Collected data
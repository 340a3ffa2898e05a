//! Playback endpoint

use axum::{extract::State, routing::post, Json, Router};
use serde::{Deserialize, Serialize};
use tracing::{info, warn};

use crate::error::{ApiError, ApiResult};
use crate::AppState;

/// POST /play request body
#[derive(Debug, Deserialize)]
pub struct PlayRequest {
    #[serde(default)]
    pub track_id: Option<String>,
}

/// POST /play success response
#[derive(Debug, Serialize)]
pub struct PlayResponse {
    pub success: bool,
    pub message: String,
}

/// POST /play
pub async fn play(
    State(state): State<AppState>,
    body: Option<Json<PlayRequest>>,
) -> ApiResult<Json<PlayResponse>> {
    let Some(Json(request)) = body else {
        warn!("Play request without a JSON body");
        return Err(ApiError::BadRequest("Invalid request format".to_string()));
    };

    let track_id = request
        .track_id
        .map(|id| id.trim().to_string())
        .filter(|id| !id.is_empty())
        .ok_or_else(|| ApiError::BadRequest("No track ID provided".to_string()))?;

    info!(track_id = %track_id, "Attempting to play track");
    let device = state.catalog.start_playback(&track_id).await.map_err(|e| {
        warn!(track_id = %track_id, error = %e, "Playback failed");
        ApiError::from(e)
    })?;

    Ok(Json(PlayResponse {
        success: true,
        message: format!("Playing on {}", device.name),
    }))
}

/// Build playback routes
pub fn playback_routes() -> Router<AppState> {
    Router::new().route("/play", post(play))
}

==

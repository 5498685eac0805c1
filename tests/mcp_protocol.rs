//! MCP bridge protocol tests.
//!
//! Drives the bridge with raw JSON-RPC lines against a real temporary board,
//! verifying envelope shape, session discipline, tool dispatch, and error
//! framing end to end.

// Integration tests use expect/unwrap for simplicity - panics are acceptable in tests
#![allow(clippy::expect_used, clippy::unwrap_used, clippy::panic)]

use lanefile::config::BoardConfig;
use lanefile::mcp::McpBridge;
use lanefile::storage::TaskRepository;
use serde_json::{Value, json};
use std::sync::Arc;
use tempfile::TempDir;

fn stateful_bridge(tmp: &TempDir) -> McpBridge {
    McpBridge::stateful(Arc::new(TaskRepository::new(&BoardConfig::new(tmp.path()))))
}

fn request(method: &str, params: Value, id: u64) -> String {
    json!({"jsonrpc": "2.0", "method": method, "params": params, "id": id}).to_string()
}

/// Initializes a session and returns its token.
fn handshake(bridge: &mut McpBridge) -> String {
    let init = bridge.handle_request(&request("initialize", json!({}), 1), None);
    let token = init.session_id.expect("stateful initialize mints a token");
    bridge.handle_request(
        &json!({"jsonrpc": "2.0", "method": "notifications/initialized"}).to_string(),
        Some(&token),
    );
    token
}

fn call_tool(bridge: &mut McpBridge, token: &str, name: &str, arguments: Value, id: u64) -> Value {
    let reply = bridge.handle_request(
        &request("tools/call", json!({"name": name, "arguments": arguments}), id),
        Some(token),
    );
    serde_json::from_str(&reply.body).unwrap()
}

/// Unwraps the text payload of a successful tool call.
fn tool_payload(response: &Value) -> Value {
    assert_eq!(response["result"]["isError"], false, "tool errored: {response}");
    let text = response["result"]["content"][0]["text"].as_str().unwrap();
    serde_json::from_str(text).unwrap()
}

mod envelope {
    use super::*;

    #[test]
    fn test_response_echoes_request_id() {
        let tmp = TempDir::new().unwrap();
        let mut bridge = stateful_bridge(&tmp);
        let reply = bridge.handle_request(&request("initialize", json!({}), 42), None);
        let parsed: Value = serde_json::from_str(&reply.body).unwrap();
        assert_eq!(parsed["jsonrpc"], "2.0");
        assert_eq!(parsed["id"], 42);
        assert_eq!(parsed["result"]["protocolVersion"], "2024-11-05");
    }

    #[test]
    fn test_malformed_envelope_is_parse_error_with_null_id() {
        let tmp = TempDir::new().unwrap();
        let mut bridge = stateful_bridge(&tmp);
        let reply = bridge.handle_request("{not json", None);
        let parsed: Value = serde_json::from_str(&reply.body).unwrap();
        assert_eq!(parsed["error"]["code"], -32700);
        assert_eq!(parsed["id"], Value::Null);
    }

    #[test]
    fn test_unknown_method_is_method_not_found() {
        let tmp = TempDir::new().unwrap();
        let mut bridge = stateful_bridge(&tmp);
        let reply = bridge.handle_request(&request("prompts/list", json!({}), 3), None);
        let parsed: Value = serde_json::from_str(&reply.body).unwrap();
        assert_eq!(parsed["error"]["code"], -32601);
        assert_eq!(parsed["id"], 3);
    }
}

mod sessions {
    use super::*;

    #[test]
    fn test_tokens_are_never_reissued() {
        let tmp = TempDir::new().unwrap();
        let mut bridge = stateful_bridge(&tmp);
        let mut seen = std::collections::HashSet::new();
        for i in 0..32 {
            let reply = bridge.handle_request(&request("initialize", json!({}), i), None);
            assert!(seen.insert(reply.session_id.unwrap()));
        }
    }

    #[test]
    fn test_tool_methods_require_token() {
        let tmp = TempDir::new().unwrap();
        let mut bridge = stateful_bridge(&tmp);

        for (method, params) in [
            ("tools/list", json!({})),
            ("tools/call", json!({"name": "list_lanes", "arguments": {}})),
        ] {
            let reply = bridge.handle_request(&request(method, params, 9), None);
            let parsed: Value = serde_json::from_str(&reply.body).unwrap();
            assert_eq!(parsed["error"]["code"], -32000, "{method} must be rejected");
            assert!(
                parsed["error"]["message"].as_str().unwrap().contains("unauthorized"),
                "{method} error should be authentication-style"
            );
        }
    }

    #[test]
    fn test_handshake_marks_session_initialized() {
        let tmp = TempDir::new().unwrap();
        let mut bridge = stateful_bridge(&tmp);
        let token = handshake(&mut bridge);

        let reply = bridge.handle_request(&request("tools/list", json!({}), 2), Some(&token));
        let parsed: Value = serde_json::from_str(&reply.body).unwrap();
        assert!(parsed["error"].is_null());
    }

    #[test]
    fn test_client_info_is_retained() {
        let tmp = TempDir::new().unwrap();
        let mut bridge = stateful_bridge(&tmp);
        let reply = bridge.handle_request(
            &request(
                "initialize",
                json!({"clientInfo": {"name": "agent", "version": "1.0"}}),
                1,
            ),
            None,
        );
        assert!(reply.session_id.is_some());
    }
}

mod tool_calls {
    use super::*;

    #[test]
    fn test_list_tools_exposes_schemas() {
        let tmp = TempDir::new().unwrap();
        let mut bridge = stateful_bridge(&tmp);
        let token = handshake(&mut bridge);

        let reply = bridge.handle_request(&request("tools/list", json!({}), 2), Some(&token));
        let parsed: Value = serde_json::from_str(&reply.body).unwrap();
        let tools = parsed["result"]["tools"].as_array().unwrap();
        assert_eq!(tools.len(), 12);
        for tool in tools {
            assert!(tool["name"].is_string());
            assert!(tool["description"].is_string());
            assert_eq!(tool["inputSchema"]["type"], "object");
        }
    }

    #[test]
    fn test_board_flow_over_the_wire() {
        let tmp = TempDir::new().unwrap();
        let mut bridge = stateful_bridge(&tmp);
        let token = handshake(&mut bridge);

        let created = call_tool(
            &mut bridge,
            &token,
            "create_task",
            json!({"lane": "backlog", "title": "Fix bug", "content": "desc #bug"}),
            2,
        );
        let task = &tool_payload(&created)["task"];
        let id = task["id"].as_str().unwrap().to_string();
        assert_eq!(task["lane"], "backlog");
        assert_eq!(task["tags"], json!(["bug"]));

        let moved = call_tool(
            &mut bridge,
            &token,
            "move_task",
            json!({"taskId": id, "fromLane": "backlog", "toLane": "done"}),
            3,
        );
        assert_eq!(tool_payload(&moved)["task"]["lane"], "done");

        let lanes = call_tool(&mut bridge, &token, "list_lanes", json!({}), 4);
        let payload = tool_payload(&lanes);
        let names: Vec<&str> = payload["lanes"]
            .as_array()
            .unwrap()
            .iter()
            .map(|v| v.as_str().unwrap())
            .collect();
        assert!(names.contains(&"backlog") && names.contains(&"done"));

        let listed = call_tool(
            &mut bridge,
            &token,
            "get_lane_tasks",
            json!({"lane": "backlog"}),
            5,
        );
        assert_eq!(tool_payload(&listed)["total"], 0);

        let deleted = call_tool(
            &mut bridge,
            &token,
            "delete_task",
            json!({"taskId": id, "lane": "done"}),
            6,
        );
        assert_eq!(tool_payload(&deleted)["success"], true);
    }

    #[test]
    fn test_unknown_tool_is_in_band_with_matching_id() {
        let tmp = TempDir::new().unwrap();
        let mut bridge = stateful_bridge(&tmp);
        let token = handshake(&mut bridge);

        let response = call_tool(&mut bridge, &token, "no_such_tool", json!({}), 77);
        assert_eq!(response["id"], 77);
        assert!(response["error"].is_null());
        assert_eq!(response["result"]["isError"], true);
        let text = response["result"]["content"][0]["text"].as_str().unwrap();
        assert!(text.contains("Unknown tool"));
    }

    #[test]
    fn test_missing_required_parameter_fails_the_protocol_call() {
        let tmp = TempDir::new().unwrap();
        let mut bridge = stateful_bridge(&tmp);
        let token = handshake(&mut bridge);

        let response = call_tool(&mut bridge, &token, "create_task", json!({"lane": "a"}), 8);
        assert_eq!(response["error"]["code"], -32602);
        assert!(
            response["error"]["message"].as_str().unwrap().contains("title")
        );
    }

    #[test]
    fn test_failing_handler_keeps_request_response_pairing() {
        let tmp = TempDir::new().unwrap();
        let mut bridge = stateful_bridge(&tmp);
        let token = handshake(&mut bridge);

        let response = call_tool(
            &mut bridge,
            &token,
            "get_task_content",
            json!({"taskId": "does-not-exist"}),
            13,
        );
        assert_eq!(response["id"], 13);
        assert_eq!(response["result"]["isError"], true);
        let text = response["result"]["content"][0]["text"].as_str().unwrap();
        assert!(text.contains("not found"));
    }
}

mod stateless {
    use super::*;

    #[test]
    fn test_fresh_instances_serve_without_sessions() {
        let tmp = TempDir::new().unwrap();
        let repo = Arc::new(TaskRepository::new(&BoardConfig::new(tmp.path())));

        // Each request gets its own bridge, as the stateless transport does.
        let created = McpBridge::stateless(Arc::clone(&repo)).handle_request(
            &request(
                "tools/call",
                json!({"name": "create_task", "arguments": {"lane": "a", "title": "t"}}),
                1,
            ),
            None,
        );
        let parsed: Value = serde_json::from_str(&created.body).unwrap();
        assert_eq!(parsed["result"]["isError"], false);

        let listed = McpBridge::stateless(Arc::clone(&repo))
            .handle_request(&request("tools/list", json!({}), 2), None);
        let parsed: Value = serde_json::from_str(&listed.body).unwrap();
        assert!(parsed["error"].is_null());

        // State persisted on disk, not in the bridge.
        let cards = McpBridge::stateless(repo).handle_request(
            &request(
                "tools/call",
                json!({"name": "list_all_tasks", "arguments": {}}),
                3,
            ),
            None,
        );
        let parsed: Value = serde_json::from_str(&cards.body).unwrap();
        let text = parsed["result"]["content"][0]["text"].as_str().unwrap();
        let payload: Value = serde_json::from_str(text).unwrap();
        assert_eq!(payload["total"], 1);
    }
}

• WHAT THE TASK REQUIRES:
Begin at the line that has "repository 340a3ffa2898e05a" in the entries above; stop after the line that has "POST /play request body". Transcribe exactly those lines and no others.

• RESULT BELOW:
repository 340a3ffa2898e05a
//! Playback endpoint

use axum::{extract::State, routing::post, Json, Router};
use serde::{Deserialize, Serialize};
use tracing::{info, warn};

use crate::error::{ApiError, ApiResult};
use crate::AppState;

/// POST /play request body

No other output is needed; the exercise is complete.